Actualmente, Luis es peleador de artes marciales mixtas y su rutina habla de una disciplina poco común a su edad: de lunes a sábado entrena de seis y media a diez de la noche, después de jornadas completas dedicadas al trabajo, el resto del día labora, y aun así encuentra en el cansancio una forma de acercarse a sus metas.
El peleador tlaxcalteca está próximo a debutar como profesional, sus planes apuntan al mes de agosto, aunque mantiene los pies en la tierra: si la oportunidad llega antes, la tomará; si no, peleará por el cinturón en una liga local.
Con dos años y medio de preparación, se visualiza en un buen lugar dentro de poco tiempo y espera “estar pisando muy buenos lugares en los próximos años”.
Más allá de los golpes y las llaves, Luis encontró en este deporte una herramienta de madurez que desea compartir; sabe que en Tlaxcala son pocos los que se dedican a esta disciplina, y por eso valora cada ocasión en la que puede involucrar a más personas y explica que lo más valioso no son las técnicas de combate, sino las enseñanzas que quedan para la vida.

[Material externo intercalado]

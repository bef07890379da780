use std::collections::HashSet;
use std::sync::Arc;

use delve_core::types::{ChunkKey, GpuMeshHandle, JobId};
use delve_core::TerrainParams;
use delve_mesh::Mesh;

use crate::dispatch::{run_job, DensitySource, JobCompletion, JobDispatcher, PopulateJob};
use crate::error::StreamError;
use crate::terrain::TerrainGenerator;
use crate::upload::{MeshUploader, UploadError};

pub fn generator() -> Arc<dyn DensitySource> {
    Arc::new(TerrainGenerator::new(Arc::new(TerrainParams::default())))
}

/// Uploader that hands out sequential handles and remembers what it saw.
#[derive(Debug, Default)]
pub struct RecordingUploader {
    pub next: u64,
    pub live: HashSet<GpuMeshHandle>,
    pub released: Vec<GpuMeshHandle>,
    pub uploaded: Vec<ChunkKey>,
    /// Every key offered to `upload`, in call order.
    pub attempts: Vec<ChunkKey>,
    /// Fail with `Retry` this many times before succeeding.
    pub retries_left: u32,
    pub fatal: bool,
    /// Keys rejected fatally even when `fatal` is off.
    pub fatal_keys: HashSet<ChunkKey>,
}

impl MeshUploader for RecordingUploader {
    fn upload(&mut self, key: ChunkKey, _mesh: &Mesh) -> Result<GpuMeshHandle, UploadError> {
        self.attempts.push(key);
        if self.fatal || self.fatal_keys.contains(&key) {
            return Err(UploadError::Fatal("device lost".into()));
        }
        if self.retries_left > 0 {
            self.retries_left -= 1;
            return Err(UploadError::Retry("staging buffer full".into()));
        }
        self.next += 1;
        let handle = GpuMeshHandle(self.next);
        self.live.insert(handle);
        self.uploaded.push(key);
        Ok(handle)
    }

    fn release(&mut self, handle: GpuMeshHandle) {
        self.live.remove(&handle);
        self.released.push(handle);
    }
}

/// Dispatcher that parks jobs until the test completes them explicitly.
pub struct HeldDispatcher {
    source: Arc<dyn DensitySource>,
    pub pending: Vec<PopulateJob>,
    ready: Vec<JobCompletion>,
}

impl HeldDispatcher {
    pub fn new() -> Self {
        Self {
            source: generator(),
            pending: Vec::new(),
            ready: Vec::new(),
        }
    }

    /// Finish one parked job. Returns false if no such job is parked.
    pub fn complete(&mut self, job_id: JobId) -> bool {
        match self.pending.iter().position(|job| job.job_id == job_id) {
            Some(i) => {
                let job = self.pending.remove(i);
                self.ready.push(run_job(self.source.as_ref(), job));
                true
            }
            None => false,
        }
    }

    pub fn complete_all(&mut self) {
        for job in std::mem::take(&mut self.pending) {
            self.ready.push(run_job(self.source.as_ref(), job));
        }
    }
}

impl JobDispatcher for HeldDispatcher {
    fn dispatch(&mut self, job: PopulateJob) {
        self.pending.push(job);
    }

    fn poll(&mut self) -> Result<Vec<JobCompletion>, StreamError> {
        Ok(std::mem::take(&mut self.ready))
    }

    fn in_flight(&self) -> usize {
        self.pending.len() + self.ready.len()
    }
}
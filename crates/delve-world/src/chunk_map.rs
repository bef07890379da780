use crate::record::{ChunkRecord, ChunkState};
use delve_core::types::ChunkKey;
use std::collections::HashMap;

/// Per-state record counts.
#[derive(Debug, Clone, Copy, Default, PartialEq, Eq)]
pub struct StateCounts {
    pub empty: u32,
    pub populating: u32,
    pub meshed: u32,
    pub uploading: u32,
    pub uploaded: u32,
}

impl StateCounts {
    pub fn total(&self) -> u32 {
        self.empty + self.populating + self.meshed + self.uploading + self.uploaded
    }
}

/// All tracked chunk records, keyed by chunk key.
#[derive(Debug, Default)]
pub struct ChunkMap {
    records: HashMap<ChunkKey, ChunkRecord>,
}

impl ChunkMap {
    pub fn new() -> Self {
        Self::default()
    }

    /// Track `key`, creating an `Empty` record if it isn't tracked yet.
    /// Returns true when a record was created.
    pub fn track(&mut self, key: ChunkKey, frame: u64) -> bool {
        match self.records.get_mut(&key) {
            Some(record) => {
                record.touch(frame);
                false
            }
            None => {
                self.records.insert(key, ChunkRecord::new(key, frame));
                true
            }
        }
    }

    /// Remove every record whose key fails `keep`.
    pub fn drain_where_not(&mut self, mut keep: impl FnMut(&ChunkKey) -> bool) -> Vec<ChunkRecord> {
        let doomed: Vec<ChunkKey> = self.records.keys().filter(|k| !keep(k)).copied().collect();
        doomed
            .iter()
            .filter_map(|key| self.records.remove(key))
            .collect()
    }

    /// Remove and return every record.
    pub fn drain_all(&mut self) -> Vec<ChunkRecord> {
        self.records.drain().map(|(_, record)| record).collect()
    }

    pub fn get(&self, key: &ChunkKey) -> Option<&ChunkRecord> {
        self.records.get(key)
    }

    pub fn get_mut(&mut self, key: &ChunkKey) -> Option<&mut ChunkRecord> {
        self.records.get_mut(key)
    }

    pub fn contains(&self, key: &ChunkKey) -> bool {
        self.records.contains_key(key)
    }

    pub fn iter(&self) -> impl Iterator<Item = (&ChunkKey, &ChunkRecord)> {
        self.records.iter()
    }

    pub fn len(&self) -> usize {
        self.records.len()
    }

    pub fn is_empty(&self) -> bool {
        self.records.is_empty()
    }

    pub fn state_counts(&self) -> StateCounts {
        let mut counts = StateCounts::default();
        for record in self.records.values() {
            match record.state {
                ChunkState::Empty => counts.empty += 1,
                ChunkState::Populating => counts.populating += 1,
                ChunkState::Meshed => counts.meshed += 1,
                ChunkState::Uploading => counts.uploading += 1,
                ChunkState::Uploaded => counts.uploaded += 1,
            }
        }
        counts
    }
}

#[cfg(test)]
mod tests {
    use super::*;
    use glam::IVec3;

    #[test]
    fn test_track_idempotent() {
        let mut map = ChunkMap::new();
        let key = IVec3::new(2, 0, 3);
        assert!(map.track(key, 1));
        assert!(!map.track(key, 2));
        assert_eq!(map.len(), 1);
        assert_eq!(map.get(&key).expect("tracked").last_touched_frame, 2);
    }

    #[test]
    fn test_drain_where_not_evicts_outside() {
        let mut map = ChunkMap::new();
        for x in -2..=2 {
            map.track(IVec3::new(x, 0, 0), 0);
        }
        let evicted = map.drain_where_not(|k| k.x >= 0);
        assert_eq!(evicted.len(), 2);
        assert!(evicted.iter().all(|r| r.key.x < 0));
        assert_eq!(map.len(), 3);
        assert!(!map.contains(&IVec3::new(-1, 0, 0)));
    }

    #[test]
    fn test_state_counts() {
        let mut map = ChunkMap::new();
        let a = IVec3::new(0, 0, 0);
        let b = IVec3::new(1, 0, 0);
        let c = IVec3::new(2, 0, 0);
        map.track(a, 0);
        map.track(b, 0);
        map.track(c, 0);
        map.get_mut(&b).expect("tracked").state = ChunkState::Meshed;
        map.get_mut(&c).expect("tracked").state = ChunkState::Uploaded;

        let counts = map.state_counts();
        assert_eq!(counts.empty, 1);
        assert_eq!(counts.meshed, 1);
        assert_eq!(counts.uploaded, 1);
        assert_eq!(counts.total(), 3);
    }

    #[test]
    fn test_drain_all_empties_map() {
        let mut map = ChunkMap::new();
        map.track(IVec3::ZERO, 0);
        map.track(IVec3::Y, 0);
        assert_eq!(map.drain_all().len(), 2);
        assert!(map.is_empty());
    }
}
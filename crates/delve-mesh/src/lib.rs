//! Iso-surface extraction for density chunks.

pub mod mesh;
pub mod polygonize;
pub mod tables;

pub use mesh::Mesh;
pub use polygonize::{polygonize, polygonize_lattice};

A los jóvenes que enfrentan problemas y dudan en perseguir sus metas, Luis les ofrece un mensaje directo, nacido de su propia experiencia; sabe lo que es estar en un camino que no se eligió y convertirlo en un propósito, por eso insiste en que siempre hay una salida y en que no importa cuántas dificultades existan si el corazón realmente siente lo que se busca, no les pide que forzosamente elijan el deporte, pero sí que se atrevan a seguir aquello que les hace sentido y busquen su propio camino.
“Sigan sus sueños, para todo hay salida”, dice, mientras en su voz no hay pretensión de grandeza inmediata, sino la claridad de quien ha entendido que la disciplina y el apoyo de los suyos pueden transformar una obligación en un futuro lleno de posibilidades.
Te podría interesar...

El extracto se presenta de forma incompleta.